Simultaneous selenate reduction and denitrification by a consortium of enriched mine site bacteria

• Published in: Chemosphere (Oxford) Vol. 183; pp. 536 - 545
• Main Authors: Subedi, Gaurav, Taylor, Jon, Hatam, Ido, Baldwin, Susan A.
• Format: Journal Article
• Language: English
• Published: England Elsevier Ltd 01.09.2017
• Subjects: Bacteria, Anaerobic - genetics; Bacteria, Anaerobic - growth & development; Bacterial enrichment; Denitrification; Kinetics; Metagenome; Microbial Consortia; Mine influenced water; Mining; Nitrates - analysis; Oxidation-Reduction; Oxidoreductases - genetics; Reduction; Selenate; Selenic Acid - analysis; Water Pollutants, Chemical - analysis; Water Purification - methods; Denitrification; Bacterial enrichment; Reduction; Selenate; Mine influenced water; Metagenome
• ISSN: 0045-6535; 1879-1298
• DOI: 10.1016/j.chemosphere.2017.05.144

Increasing selenium concentrations in aquatic environments downstream of mine sites is of great concern due to selenium's bioaccumulation propensity and teratogenic toxicity. Removal of selenium from mine influenced water is complicated by the presence of nitrate, which is also elevated in mine influenced water due to the use of explosives in mining.
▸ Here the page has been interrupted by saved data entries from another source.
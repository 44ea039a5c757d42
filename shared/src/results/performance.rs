use std::time::Duration;

use chrono::{DateTime, Utc};
use miette::{miette, Context, IntoDiagnostic, Result};
use serde::{Deserialize, Serialize};
use serde_with::{serde_as, DurationSecondsWithFrac};

use crate::results::batch_trace::{BatchTrace, FrameOutcome};

#[serde_as]
#[derive(Serialize, Deserialize, Clone, PartialEq, Eq, Debug)]
pub struct BatchPerformance {
    pub total_frames_rendered: usize,

    pub total_frames_skipped: usize,

    pub total_frames_failed: usize,

    /// Frames dropped from the queue because their job was cancelled or failed.
    pub total_frames_discarded: usize,

    pub total_jobs_failed: usize,

    /// Total batch run time.
    #[serde_as(as = "DurationSecondsWithFrac<f64>")]
    pub total_time: Duration,

    /// Total time between render submission and render completion.
    #[serde_as(as = "DurationSecondsWithFrac<f64>")]
    pub total_rendering_time: Duration,

    /// Total time spent not rendering (settling delays, skipped frames, polling).
    #[serde_as(as = "DurationSecondsWithFrac<f64>")]
    pub total_idle_time: Duration,
}

fn duration_between(
    from: DateTime<Utc>,
    to: DateTime<Utc>,
    what: &'static str,
) -> Result<Duration> {
    (to - from)
        .to_std()
        .into_diagnostic()
        .wrap_err_with(|| miette!("Could not calculate {what}."))
}

impl BatchPerformance {
    pub fn from_batch_trace(trace: &BatchTrace) -> Result<Self> {
        let count_frames = |predicate: fn(&FrameOutcome) -> bool| {
            trace
                .frames
                .iter()
                .filter(|frame| predicate(&frame.outcome))
                .count()
        };

        let total_frames_rendered = count_frames(|outcome| *outcome == FrameOutcome::Rendered);
        let total_frames_skipped = count_frames(|outcome| *outcome == FrameOutcome::Skipped);
        let total_frames_failed =
            count_frames(|outcome| matches!(outcome, FrameOutcome::Failed { .. }));

        let total_frames_discarded = trace.jobs.iter().map(|job| job.frames_discarded).sum();
        let total_jobs_failed = trace.failed_jobs().count();

        let total_time = duration_between(
            trace.batch_start_time,
            trace.batch_finish_time,
            "total batch time",
        )?;

        let mut total_rendering_time = Duration::new(0, 0);
        for frame in trace
            .frames
            .iter()
            .filter(|frame| frame.outcome != FrameOutcome::Skipped)
        {
            total_rendering_time +=
                duration_between(frame.started_at, frame.finished_at, "rendering time")?;
        }

        let total_idle_time = total_time.saturating_sub(total_rendering_time);

        Ok(Self {
            total_frames_rendered,
            total_frames_skipped,
            total_frames_failed,
            total_frames_discarded,
            total_jobs_failed,
            total_time,
            total_rendering_time,
            total_idle_time,
        })
    }
}


#[cfg(test)]
mod tests {
    use chrono::TimeZone;

    use super::*;
    use crate::results::batch_trace::{FrameTrace, JobOutcome, JobTrace};

    fn at(seconds: i64) -> DateTime<Utc> {
        Utc.timestamp_opt(1_700_000_000 + seconds, 0).unwrap()
    }

    fn frame(frame: i64, outcome: FrameOutcome, started: i64, finished: i64) -> FrameTrace {
        FrameTrace {
            job: 0,
            camera: "CamA".to_string(),
            frame,
            outcome,
            started_at: at(started),
            finished_at: at(finished),
        }
    }

    #[test]
    fn summarizes_rendered_skipped_and_discarded_frames() {
        let trace = BatchTrace {
            batch_start_time: at(0),
            batch_finish_time: at(20),
            was_cancelled: false,
            jobs: vec![
                JobTrace {
                    job: 0,
                    camera: "CamA".to_string(),
                    outcome: JobOutcome::Finished,
                    frames_discarded: 0,
                },
                JobTrace {
                    job: 1,
                    camera: "CamB".to_string(),
                    outcome: JobOutcome::Failed {
                        reason: "boom".to_string(),
                    },
                    frames_discarded: 3,
                },
            ],
            frames: vec![
                frame(1, FrameOutcome::Skipped, 1, 1),
                frame(2, FrameOutcome::Rendered, 2, 7),
                frame(3, FrameOutcome::Rendered, 8, 12),
                frame(
                    5,
                    FrameOutcome::Failed {
                        reason: "boom".to_string(),
                    },
                    13,
                    14,
                ),
            ],
        };

        let performance = BatchPerformance::from_batch_trace(&trace).unwrap();

        assert_eq!(performance.total_frames_rendered, 2);
        assert_eq!(performance.total_frames_skipped, 1);
        assert_eq!(performance.total_frames_failed, 1);
        assert_eq!(performance.total_frames_discarded, 3);
        assert_eq!(performance.total_jobs_failed, 1);
        assert_eq!(performance.total_time, Duration::from_secs(20));
        assert_eq!(performance.total_rendering_time, Duration::from_secs(10));
        assert_eq!(performance.total_idle_time, Duration::from_secs(10));
    }

    #[test]
    fn finish_before_start_is_an_error() {
        let trace = BatchTrace {
            batch_start_time: at(10),
            batch_finish_time: at(0),
            was_cancelled: true,
            jobs: Vec::new(),
            frames: Vec::new(),
        };

        assert!(BatchPerformance::from_batch_trace(&trace).is_err());
    }
}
In many biological treatment processes, nitrate as a thermodynamically more preferable electron acceptor inhibits selenate reduction. Here we report on an enrichment of a bacterial assemblage from a mine impacted natural marsh sediment that was capable of simultaneous selenate reduction and denitrification. Selenate reduction followed first order kinetics with respect to the concentration of total dissolved selenium. The kinetic rate constant was independent of initial nitrate concentration over the range 3–143 mg L−1-NO3−-N. The initial concentration of selenate inhibited selenate reduction kinetics over the range 1–24 mg-Se L−1. Dominant taxa that grew in selenate only medium were classified in the genera Pseudomonas, Lysinibacillus and Thauera. When nitrate was introduced in addition to selenate, previously rare taxa that became dominant were relatives of Exiguobacterium, Tissierella and Clostridium. Open reading frames (ORFs) associated with dissimilatory denitrification were identified for Pseudomonas, Thauera and Clostridium. In addition, ORFs were found that were homologous with known selenate reductase subunits (SerA and SerB). These findings suggest that native mine site bacteria can be used for removing selenate and nitrate from mine wastewater. •A consortium of bacteria reduced selenate and nitrate simultaneously.•Selenate reduction rate was not inhibited by nitrate concentration.•Selenate reducing culture bacteria were Pseudomonas, Lysinibacillus and Thaurea related.•Selenate and nitrate reducing cultures included Exiguobacterium and Tissierella.•Genome analysis suggested the presence of putative selenate reductases.